As they set sail in the fishing boat with the obsessive-compulsive George Sorensen at the helm, McMurphy reveals that the boat owner, Captain Block, has been duped, and that they will be renting the boat without his permission. After a spectacular day, Captain Block and the police await them at the docks. Doctor Spivey discourages legal action by disputing local jurisdiction and the safety of the boat, and the catcallers who insulted the group upon their first arrival are humbled by the success of the fishing expedition. During the drive back to the hospital, Billy Bibbit and Candy sit together, and McMurphy encourages a clandestine late-night “date” between the innocent Billy and the prostitute at the hospital. Thus inspired, they pause in front of the house in which McMurphy was raised while he brags about his first sexual experience.

D Part 4

Nurse Ratched’s response to McMurphy’s success is to try and turn the men on the ward against him by demonstrating how much money he has taken from them since his arrival. As the Chief’s confidence grows and, with McMurphy’s help, he begins to recognize his own physical size and strength, and the bet regarding the cement console in the tub room is revived. McMurphy makes a bet that it is possible for a man to lift the console, and Bromden lifts it. McMurphy attempts to compensate the Chief with a piece of the winnings, but Bromden becomes upset, saying of McMurphy’s activities on the ward, “we thought it wasn’t to be winning things!”
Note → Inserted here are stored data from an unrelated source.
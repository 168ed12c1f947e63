//! Serde shapes of the schema artifact as written by the generator.
//!
//! These types only describe the JSON document.  Nothing here is validated;
//! [`super::registry`] turns them into [`super::Schema`] values and rejects
//! anything inconsistent.

use serde::Deserialize;

use super::{ByteOrder, IntKind};

/// One artifact file.
#[derive(Debug, Deserialize)]
#[serde(rename_all = "camelCase", deny_unknown_fields)]
pub(crate) struct ArtifactDef {
    #[serde(default)]
    pub byte_order: Option<ByteOrder>,
    #[serde(default)]
    pub records: Vec<SchemaDef>,
    #[serde(default)]
    pub messages: Vec<SchemaDef>,
}

#[derive(Debug, Deserialize)]
#[serde(deny_unknown_fields)]
pub(crate) struct SchemaDef {
    #[serde(default)]
    pub id: Option<IdDef>,
    pub name: String,
    #[serde(default)]
    pub fields: Vec<FieldDef>,
}

/// Message ids appear either as numbers or as hex strings (`"4b00"`, `"0x4B00"`).
#[derive(Debug, Deserialize)]
#[serde(untagged)]
pub(crate) enum IdDef {
    Number(u64),
    Text(String),
}

#[derive(Debug, Deserialize)]
pub(crate) struct FieldDef {
    pub name: String,
    #[serde(default)]
    pub optional: bool,
    #[serde(flatten)]
    pub kind: KindDef,
}

#[derive(Debug, Deserialize)]
#[serde(tag = "type")]
pub(crate) enum KindDef {
    #[serde(rename = "u8", alias = "unsigned byte")]
    U8,
    #[serde(rename = "u16", alias = "unsigned short integer")]
    U16,
    #[serde(rename = "u32", alias = "unsigned integer")]
    U32,
    #[serde(rename = "u64", alias = "unsigned long integer")]
    U64,
    #[serde(rename = "i8", alias = "byte")]
    I8,
    #[serde(rename = "i16", alias = "short integer")]
    I16,
    #[serde(rename = "i32", alias = "integer")]
    I32,
    #[serde(rename = "i64", alias = "long integer")]
    I64,
    #[serde(rename = "f32", alias = "float")]
    F32,
    #[serde(rename = "f64", alias = "long float")]
    F64,
    #[serde(rename = "bool", alias = "boolean")]
    Bool,
    #[serde(rename = "bytes")]
    Bytes { length: usize },
    #[serde(rename = "fixedString")]
    FixedString { length: usize },
    #[serde(rename = "string")]
    String {
        #[serde(rename = "countField")]
        count_field: String,
    },
    #[serde(rename = "sequence")]
    Sequence {
        element: Box<KindDef>,
        #[serde(rename = "countField")]
        count_field: String,
    },
    #[serde(rename = "record")]
    Record {
        #[serde(rename = "ref")]
        reference: String,
    },
    #[serde(rename = "enum")]
    Enum {
        base: IntKind,
        values: Vec<EnumerantDef>,
    },
    #[serde(rename = "scaled")]
    Scaled {
        base: IntKind,
        #[serde(rename = "scaleFactor")]
        scale_factor: f64,
        #[serde(default)]
        bias: f64,
    },
    #[serde(rename = "presenceVector")]
    PresenceVector { base: IntKind },
    #[serde(rename = "bitField")]
    BitField {
        base: IntKind,
        subfields: Vec<SubFieldDef>,
    },
    #[serde(rename = "variant")]
    Variant {
        selector: IntKind,
        options: Vec<OptionDef>,
    },
    #[serde(rename = "array")]
    Array { element: Box<KindDef>, length: usize },
}

impl KindDef {
    /// The integer kind for the eight plain integer variants.
    pub fn as_int(&self) -> Option<IntKind> {
        let kind = match self {
            KindDef::U8 => IntKind::U8,
            KindDef::U16 => IntKind::U16,
            KindDef::U32 => IntKind::U32,
            KindDef::U64 => IntKind::U64,
            KindDef::I8 => IntKind::I8,
            KindDef::I16 => IntKind::I16,
            KindDef::I32 => IntKind::I32,
            KindDef::I64 => IntKind::I64,
            _ => return None,
        };
        Some(kind)
    }

    /// `true` for kinds that only make sense directly inside a record: the
    /// count-governed kinds and presence vectors.
    pub fn is_record_level(&self) -> bool {
        matches!(
            self,
            KindDef::String { .. } | KindDef::Sequence { .. } | KindDef::PresenceVector { .. }
        )
    }
}

#[derive(Debug, Deserialize)]
#[serde(deny_unknown_fields)]
pub(crate) struct EnumerantDef {
    pub name: String,
    pub value: i64,
}

/// `{ "name": "mode", "from": 2, "to": 4 }`, optionally with enum `values`.
#[derive(Debug, Deserialize)]
#[serde(deny_unknown_fields)]
pub(crate) struct SubFieldDef {
    pub name: String,
    pub from: u32,
    pub to: u32,
    #[serde(default)]
    pub values: Vec<EnumerantDef>,
}

#[derive(Debug, Deserialize)]
pub(crate) struct OptionDef {
    pub name: String,
    #[serde(flatten)]
    pub kind: KindDef,
}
When Big Nurse orders that the men be cleaned with a special liquid because of vermin they may have encountered on their fishing trip, a fight breaks out. Sorensen is compulsively clean and cannot bear the thought of having the strong smelling disinfectant on (or in) his body. The attendants persist and McMurphy picks a fight with one of them. When the other attendants join in, Bromden enters the fray and settles it decisively in favor of the ward. They thus provide Nurse Ratched with the excuse she needs, and she sends both of the men to the “Disturbed” ward, where they face electroshock therapy. McMurphy refuses to concede victory to Ratched by admitting his fault and undergoes several shock treatments.

Eventually, the day for Billy and Candy’s late-night date arrives. The ward prepares by bribing Turkle, the night orderly, and Candy arrives with her friend Sandy in tow. A great party ensues, and although McMurphy’s plan is to escape with the girls before morning, the entire ward drunkenly falls asleep until discovered the next morning. Billy Bibbit and Candy are found naked together in the Seclusion Room, and Nurse Ratched taunts Billy with the prospect of revealing his activities to his mother. Unable to bear this possibility, Billy kills himself while waiting in Doctor Spivey’s office. McMurphy, enraged but calm, smashes into the Nurses’ Station and attempts to strangle Ratched. The Nurse is badly shaken in the days that follow, and orders McMurphy’s lobotomy. He is wheeled, comatose, to the ward for all to see. Late that night, Bromden suffocates McMurphy, then heaves the cement console through the window and escapes.